PLEASE STOP! What about the little bulbs???

What about all those poor little bulbs being brought into this world, without fancy brand names, no gaurenetees, no decent sockets! What about them?

The only time anyone cares about the little ones is at Christmas time. The rest of the time, they are stuck in storage, never used except once a year, then discarded!

This is so unfair!

You guys that are so high and mighty with your big time brand name big bulbs......... :xkngt: poop on you

All you do is brag about how many watts your bulbs have. You're just a bunch of big show offs.

I demand equality for the little bulbs.

They deserve love too!


----------



## Irish Hills Farm (Mar 24, 2007)

So true.


----------



## miniapp (Mar 24, 2007)

Well.. we sure aren't a bunch of "dim bulbs" now, are we? :aktion033: This is a very illuminating thread, that's for sure...



: :new_rofl:

Suzy Hooper

Show Horses by Suzy

Fresno, CA


----------



## Devon (Mar 25, 2007)

AAHAH! SO True


----------



## wade3504 (Mar 25, 2007)

Marty, I think someone did bring up the topic of dwarf bulbs in these 14 pages somewhere, but they are another topic all together and should have their own thread. Someone could start a little bulb rescue.

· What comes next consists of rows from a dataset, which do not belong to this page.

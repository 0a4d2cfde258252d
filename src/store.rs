//! Dashboard State Store
//!
//! Uses Leptos reactive_stores for fine-grained reactivity.

use leptos::prelude::*;
use reactive_stores::Store;

use food_core::{DashboardResult, FoodEvent, FoodMirror, FoodPlate, LoadState, ModalState};

/// View state owned by one mounted dashboard
#[derive(Clone, Debug, Default, Store)]
pub struct DashboardState {
    /// Local mirror of `/foods`
    pub foods: FoodMirror,
    /// Add/edit modal flags and the staged edit target
    pub modals: ModalState,
    /// Initial load progress
    pub load: LoadState,
    /// Message of the most recent failed command
    pub last_error: Option<String>,
}

/// Type alias for the store
pub type DashboardStore = Store<DashboardState>;

/// Get the dashboard store from context
pub fn use_dashboard_store() -> DashboardStore {
    use_context::<DashboardStore>().expect("DashboardStore should be provided")
}

// ========================
// Store Helper Functions
// ========================

/// Apply a finished command to the store.
///
/// Writes go through `try_update`: once the dashboard is unmounted the
/// store is disposed and late responses are dropped.
pub fn store_settle(store: &DashboardStore, outcome: DashboardResult<FoodEvent>) {
    match outcome {
        Ok(event) => {
            if store.foods().try_update(|foods| foods.apply(event)).is_none() {
                log::debug!("[STORE] dashboard disposed, dropping response");
                return;
            }
            store.last_error().try_update(|err| *err = None);
        }
        Err(err) => {
            log::error!("[STORE] {}", err);
            store.last_error().try_update(|slot| *slot = Some(err.to_string()));
        }
    }
}

/// Record the outcome of the initial load
pub fn store_settle_load(store: &DashboardStore, outcome: DashboardResult<FoodEvent>) {
    match outcome {
        Ok(event) => {
            if store.foods().try_update(|foods| foods.apply(event)).is_none() {
                log::debug!("[STORE] dashboard disposed, dropping initial load");
                return;
            }
            store.load().try_update(|state| *state = LoadState::Ready);
        }
        Err(err) => {
            log::error!("[STORE] {}", err);
            store.last_error().try_update(|slot| *slot = Some(err.to_string()));
            store.load().try_update(|state| *state = LoadState::Failed(err));
        }
    }
}

/// Plates in display order
pub fn store_foods(store: &DashboardStore) -> Vec<FoodPlate> {
    store.foods().with(|foods| foods.to_vec())
}

/// Mirrored plate by id
pub fn store_food(store: &DashboardStore, id: u32) -> Option<FoodPlate> {
    store.foods().with(|foods| foods.get(id).cloned())
}

/// Status line: loading notice, else the most recent failure
pub fn store_status(store: &DashboardStore) -> Option<String> {
    if store.load().with(|load| load.is_loading()) {
        return Some("Loading plates...".to_string());
    }
    store.last_error().get()
}

/// Plate currently staged for editing
pub fn store_edit_target(store: &DashboardStore) -> Option<FoodPlate> {
    store.modals().with_untracked(|modals| modals.edit_target.clone())
}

:bgrin :bgrin :bgrin :bgrin :bgrin :bgrin


----------



## Buckskin gal (Mar 25, 2007)

Well now we need to take a look at the manufacturer of all these light bulbs. Some do a great job of making some very bright and beautiful bulbs...they truly shine but there are other manufacturers who are only interested in putting out a cheap product that dims in comparison to others. When buying be sure and check the manufacturer out so you don't end up with a little bulb who may have lots of defects to it. Quality bulbs have a longer life span than those poorly made ones. The color of the bulb does not define the quality of it but it is tempting to have one of each color. Mary


----------



## Shaladar (Mar 25, 2007)

iluvwalkers said:


> *[SIZE=14pt]i am new to bulbs but have a question? i have a strand that i got 2 Christmas' ago or should i say holidays ago, anyway i had them on my Christmas tree...i mean holiday bush, (sorry if i offended anyone) and a few went out and now have black marks inside them. i would have taken pictures but the battery is dead in my camera i will post them later. my question is has anyone had this happen and if so how did you handle it? did you change them or haul them to the nearest specialist? i live hours from the nearest place that deals w/ just bulbs and i don't know how they would handle the trip. my neighbors sister is a bulb tech so she came over but i just am not sure what the right thing to do is. sorry this is so long, thanks in advance for any help
> 
> 
> 
> ...


Hey Nikki,

I don't have any experiance with black marks in the 'holiday' breed of bulbs, (doesn't sound good though) but I am wondering how your Lil guys are today. What did the Bulb Tech say?

Dead camera batteries.....now theres a whole 'nuther topic. They sure don't live very long do they? So sad.

Sue


----------



## iluvwalkers (Mar 25, 2007)

*[SIZE=12pt]Sue, thank you so much for asking about my bulbs



: . i did find a bulb specialist and there is good news and bad...good news is most of the strand survived, bad news...the bulbs with the black marks couldn't be saved, there was nothing that could be done :no: . the clinic did give me a few numbers to call to see if i can find replacements to make my strand whole again. thank you for your concern, i will keep you posted. Nikki [/SIZE]*


----------



## Field-of-Dreams (Mar 26, 2007)

And I am NOT gelding my un-named lightbulb just because he isn't fancy-shmancy, I am going to breed him and start my OWN registry for him. Y'all are so mean. Y'all are so stuck up on purebred light bulbs. It's STILL a light bulb, even without papers. There IS a market for grade lightbulbs. Your lightbulbs are just priced too high. If I make a lot and sell cheap I'll break even. Even if I lose a few I'll come out ahead. I work too long to stay up with them at night to have their babies. Wild lightbulbs don't have someone with THEM, right?




:

Lucy


----------



## hobbyhorse23 (Mar 27, 2007)

And remember not to screw those poor bulbs in too tightly. You jam them into their sockets so tight they can't move and then wonder why they flash and fizzle and burn out spectacularly? :new_shocked: They need some leeway! Just tuck them into the sockets gently, slowly tightening them one twist at a time until they learn to hold themselves in position.

After all, MY bulb was trained this way and he can cast perfect circles and lines and shadows all on his own. I don't care if you don't think he's flashy enough, he does a good job where it counts and all of you are just being hypocrites who only care about the wattage! Where's the substance?! I'd much rather see my bulb put to _good_ use (all the big bulb people think I'm doing it right) than turn him on too soon and watch him burn out.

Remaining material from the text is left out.